Cybersecurity is

(Source – Shutterstock)

India, Australia, and Japan identify software supply chain and cybersecurity skills shortages as key challenges

  • New Trellix report finds that 89% of respondents from India, Japan, and Australia believe government-led initiatives can play a critical role in enhancing nations’ cyber defenses.
  • The lack of in-house cyber skills and implementation expertise are identified as critical barriers to the deployment of advanced cyber defense technologies.
  • 82% of global respondents believe software supply chain risk management is of either high or crucial importance for national security.

While organizations continue to invest in cybersecurity to deal with cyberattacks, respondents from Trellix’s Cyber Readiness Report feel that government-led initiatives can play an important role in improving protection against cyber threats.

To be precise, 89% of the respondents from India, Australia, and Japan see opportunities for improvement in their partnerships with the government in areas such as cyber defense coordination, threat information sharing, and software supply chain integrity.  The study, based on research conducted globally by Vanson Bourne, surveyed 900 cybersecurity professionals from organizations with 500 or more employees, including 200 respondents in India, Australia, and Japan.
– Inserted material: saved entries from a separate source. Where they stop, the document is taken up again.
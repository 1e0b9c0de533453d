//! UDP datagram transport.
//!
//! Wraps one socket with a per-attempt receive timeout. A timeout surfaces as
//! [`TftpError::Timeout`], distinct from [`TftpError::Io`], which is what the
//! transfer engine's retry loop keys on.

use socket2::{Domain, Protocol, Socket, Type};
use std::net::SocketAddr;
use std::time::Duration;
use tokio::net::UdpSocket;
use tokio::time::Instant;
use tokio_util::sync::CancellationToken;
use tracing::{debug, trace};

use crate::buffer_pool::{BufferPool, PooledBuffers, RECV_BUFFER_SIZE};
use crate::config::SocketConfig;
use crate::error::{Result, TftpError};
use crate::packet::{Packet, PacketError};

/// Quiet period that ends a drain.
pub const DISCARD_WINDOW: Duration = Duration::from_millis(25);

// Upper bound on datagrams dropped by one drain, so a flooding peer cannot
// hold a session in discard_packets forever.
const MAX_DISCARD: usize = 256;

/// A datagram that arrived, decoded or not, with its sender.
pub type Datagram = (std::result::Result<Packet, PacketError>, SocketAddr);

pub struct Transport {
    socket: UdpSocket,
    timeout: Duration,
    cancel: Option<CancellationToken>,
    buffers: Option<PooledBuffers>,
}

impl Transport {
    pub async fn bind(local: SocketAddr, timeout: Duration) -> Result<Self> {
        let socket = UdpSocket::bind(local).await?;
        Ok(Self::from_socket(socket, timeout))
    }

    pub fn from_socket(socket: UdpSocket, timeout: Duration) -> Self {
        Self {
            socket,
            timeout,
            cancel: None,
            buffers: None,
        }
    }

    /// Makes every receive return [`TftpError::Cancelled`] as soon as `token`
    /// fires instead of waiting out its timeout.
    pub fn with_cancellation(mut self, token: CancellationToken) -> Self {
        self.cancel = Some(token);
        self
    }

    pub fn local_addr(&self) -> Result<SocketAddr> {
        Ok(self.socket.local_addr()?)
    }

    pub fn timeout(&self) -> Duration {
        self.timeout
    }

    /// Borrows a send and a receive buffer from `pool`; every later send and
    /// receive reuses them until [`end_buffered_ops`](Self::end_buffered_ops).
    pub fn begin_buffered_ops(&mut self, pool: &BufferPool) {
        if self.buffers.is_none() {
            self.buffers = Some(pool.acquire());
        }
    }

    /// Returns the buffers to their pool. Dropping the transport does the same.
    pub fn end_buffered_ops(&mut self) {
        self.buffers = None;
    }

    pub fn is_buffered(&self) -> bool {
        self.buffers.is_some()
    }

    /// Encodes and transmits `packet`. Delivery is not confirmed here.
    pub async fn send(&mut self, packet: &Packet, to: SocketAddr) -> Result<()> {
        match self.buffers.as_mut() {
            Some(buffers) => {
                packet.encode_into(&mut buffers.send);
                self.socket.send_to(&buffers.send, to).await?;
            }
            None => {
                let bytes = packet.encode();
                self.socket.send_to(&bytes, to).await?;
            }
        }
        trace!("sent {:?} to {}", packet.opcode(), to);
        Ok(())
    }

    /// Waits up to the configured timeout for one packet.
    pub async fn receive(&mut self) -> Result<(Packet, SocketAddr)> {
        let deadline = Instant::now() + self.timeout;
        let (packet, from) = self.receive_until(deadline).await?;
        Ok((packet?, from))
    }

    /// Waits until `deadline` for one datagram. Decoding failures are handed
    /// back with the sender so the caller can decide whose problem they are.
    pub async fn receive_until(&mut self, deadline: Instant) -> Result<Datagram> {
        let mut scratch;
        let buf: &mut [u8] = match self.buffers.as_mut() {
            Some(buffers) => &mut buffers.recv,
            None => {
                scratch = vec![0u8; RECV_BUFFER_SIZE];
                &mut scratch
            }
        };

        let recv = tokio::time::timeout_at(deadline, self.socket.recv_from(buf));
        let outcome = match &self.cancel {
            Some(token) => tokio::select! {
                biased;
                _ = token.cancelled() => return Err(TftpError::Cancelled),
                outcome = recv => outcome,
            },
            None => recv.await,
        };
        let (len, from) = outcome.map_err(|_| TftpError::Timeout { attempts: 1 })??;

        let packet = Packet::decode(&buf[..len]);
        trace!("received {} bytes from {}", len, from);
        Ok((packet, from))
    }

    /// Drops every datagram already queued or arriving within
    /// [`DISCARD_WINDOW`] of the previous one. Returns how many were dropped.
    pub async fn discard_packets(&mut self) -> Result<usize> {
        let mut scratch = [0u8; RECV_BUFFER_SIZE];
        let mut discarded = 0;

        while discarded < MAX_DISCARD {
            match tokio::time::timeout(DISCARD_WINDOW, self.socket.recv_from(&mut scratch)).await {
                Ok(Ok(_)) => discarded += 1,
                // ICMP port unreachable from an earlier send; nothing queued
                Ok(Err(e)) if e.kind() == std::io::ErrorKind::ConnectionReset => continue,
                Ok(Err(e)) => return Err(e.into()),
                Err(_) => break,
            }
        }

        if discarded > 0 {
            debug!("Discarded {} queued datagrams", discarded);
        }
        Ok(discarded)
    }
}

/// Binds a UDP socket with the configured socket options.
pub fn bind_udp(addr: SocketAddr, config: &SocketConfig) -> Result<UdpSocket> {
    let socket = Socket::new(Domain::for_address(addr), Type::DGRAM, Some(Protocol::UDP))?;

    if config.reuse_address {
        socket.set_reuse_address(true)?;
    }
    if config.recv_buffer_kb > 0 {
        socket.set_recv_buffer_size(config.recv_buffer_kb * 1024)?;
    }
    if config.send_buffer_kb > 0 {
        socket.set_send_buffer_size(config.send_buffer_kb * 1024)?;
    }
    if addr.is_ipv6() {
        // Serve IPv4 clients on an unspecified IPv6 bind too; not every
        // platform allows turning this off, which is fine.
        let _ = socket.set_only_v6(false);
    }

    socket.set_nonblocking(true)?;
    socket.bind(&addr.into())?;

    let std_socket: std::net::UdpSocket = socket.into();
    Ok(UdpSocket::from_std(std_socket)?)
}

#[cfg(test)]
mod tests {
    use super::*;
    use crate::packet::ErrorCode;

    const SHORT: Duration = Duration::from_millis(100);

    async fn pair() -> (Transport, UdpSocket) {
        let transport = Transport::bind("127.0.0.1:0".parse().unwrap(), SHORT)
            .await
            .unwrap();
        let peer = UdpSocket::bind("127.0.0.1:0").await.unwrap();
        (transport, peer)
    }

    #[tokio::test]
    async fn receive_times_out_with_timeout_error() {
        let (mut transport, _peer) = pair().await;
        let err = transport.receive().await.unwrap_err();
        assert!(err.is_timeout(), "unexpected error: {err}");
    }

    #[tokio::test]
    async fn receive_decodes_and_reports_sender() {
        let (mut transport, peer) = pair().await;
        let to = transport.local_addr().unwrap();
        peer.send_to(&Packet::Ack { block: 9 }.encode(), to).await.unwrap();

        let (packet, from) = transport.receive().await.unwrap();
        assert_eq!(packet, Packet::Ack { block: 9 });
        assert_eq!(from, peer.local_addr().unwrap());
    }

    #[tokio::test]
    async fn malformed_datagram_is_a_packet_error() {
        let (mut transport, peer) = pair().await;
        peer.send_to(&[0, 9, 0, 0], transport.local_addr().unwrap())
            .await
            .unwrap();
        assert!(matches!(
            transport.receive().await,
            Err(TftpError::Packet(PacketError::InvalidOpcode(9)))
        ));
    }

    #[tokio::test]
    async fn discard_drains_queued_datagrams() {
        let (mut transport, peer) = pair().await;
        let to = transport.local_addr().unwrap();
        for block in 0..3u16 {
            peer.send_to(&Packet::Ack { block }.encode(), to).await.unwrap();
        }
        tokio::time::sleep(Duration::from_millis(20)).await;

        assert_eq!(transport.discard_packets().await.unwrap(), 3);
        assert!(transport.receive().await.unwrap_err().is_timeout());
    }

    #[tokio::test]
    async fn cancellation_interrupts_a_pending_receive() {
        let token = CancellationToken::new();
        let mut transport = Transport::bind("127.0.0.1:0".parse().unwrap(), Duration::from_secs(30))
            .await
            .unwrap()
            .with_cancellation(token.clone());

        let canceller = tokio::spawn(async move {
            tokio::time::sleep(Duration::from_millis(20)).await;
            token.cancel();
        });

        let started = std::time::Instant::now();
        assert!(matches!(transport.receive().await, Err(TftpError::Cancelled)));
        assert!(started.elapsed() < Duration::from_secs(5));
        canceller.await.unwrap();
    }

    #[tokio::test]
    async fn buffered_mode_sends_identical_bytes() {
        let pool = BufferPool::new(2);
        let (mut transport, peer) = pair().await;
        transport.begin_buffered_ops(&pool);
        assert!(transport.is_buffered());

        let packet = Packet::error(ErrorCode::DiskFull, "full");
        transport
            .send(&packet, peer.local_addr().unwrap())
            .await
            .unwrap();

        let mut buf = [0u8; 64];
        let (len, _) = peer.recv_from(&mut buf).await.unwrap();
        assert_eq!(&buf[..len], &packet.encode()[..]);

        transport.end_buffered_ops();
        assert!(!transport.is_buffered());
    }
}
According to Bryan Palma, CEO of Trellix, global tensions and cyber-warfare incidents in Ukraine sharpen our focus on the cyber readiness of government and critical infrastructure. He explained that the report assesses the progress of new technology implementation, like XDR. It also identifies areas of opportunity for stronger public-private partnerships, where increased coordination will keep organizations ahead of their adversaries.

The survey resulted in three key areas that respondents highlighted. The first would be cybersecurity technology adoption. 32% of Japanese respondents claim to have fully implemented endpoint detection and response and extended detection and response (EDR-XDR) and cloud cybersecurity modernization, with zero trust and multifactor authentication (MFA) appearing to be close behind with 31 percent and 29 percent respectively.

Meanwhile, 32% of Indian respondents claim to have fully implemented cloud cybersecurity modernization. The cyber defense technologies lagging furthest behind within this group appear to be zero trust architectures and EDR-XDR with only 25% and 22% fully deployed respectively.

In Australia, 31% of respondents reported fully deploying EDR-XDR solutions. Technologies lagging further behind include cloud cybersecurity modernization (24%), MFA (24%), and zero trust (16%).

Software supply chain

When it comes to software supply chain risk, 82% of global respondents believe software supply chain risk management policies and processes are of either high or crucial importance to national security.

Despite this, only 26% of Japanese respondents claim to have fully implemented such practices followed by 40% of Australians and 35% of Indians. A majority of respondents from all three countries felt that the solutions were hard to implement.

Hence, more than half of respondents from each country support government mandates demanding cybersecurity standards for software. But respondents from all three countries are concerned there could be drawbacks to such mandates. Among the drawbacks include complexity and high costs of implementation.

Cybersecurity skills challenges

(Source – Trellix)

While survey respondents identified a variety of barriers to the implementation of advanced technologies, a cybersecurity talent shortage was revealed across the three countries. A lack of implementation expertise, as well as a lack of in-house staff resources, are seen as some of the biggest barriers. These findings mirrored cybersecurity skills shortages in the U.S. and Europe.

“The cyber skills gap is well known; the report highlights the deficit is stifling the deployment of cybersecurity technology. Whatever innovation advantage the U.S. and its allies believe we have is irrelevant if we cannot implement the solutions,” commented Palma.

As such, all three countries believe there is room for improvement in the level of cybersecurity partnerships between their national governments and organizations. In India, more than half of the respondents believe their government could provide more funding to organizations such as theirs to improve cybersecurity. Another half favor tighter cooperation on the investigation of attacks following their discovery.

Half of the Australian respondents supported a combination of incident notification and liability protection to facilitate sharing of attack data between impacted organizations, government partners, and industry audiences. Half of the Japanese respondents showed support for tighter cooperation in the investigation of attacks following their discovery.

In terms of the types of data the government should share to help organizations better protect themselves, nearly two-thirds of Indian respondents valued more data about common cybersecurity vulnerabilities. 61% of Japanese and 56% of Australians surveyed said they would like to receive more data on attack vectors used by adversaries. All three countries would like to receive more data on cyber-attacks in progress.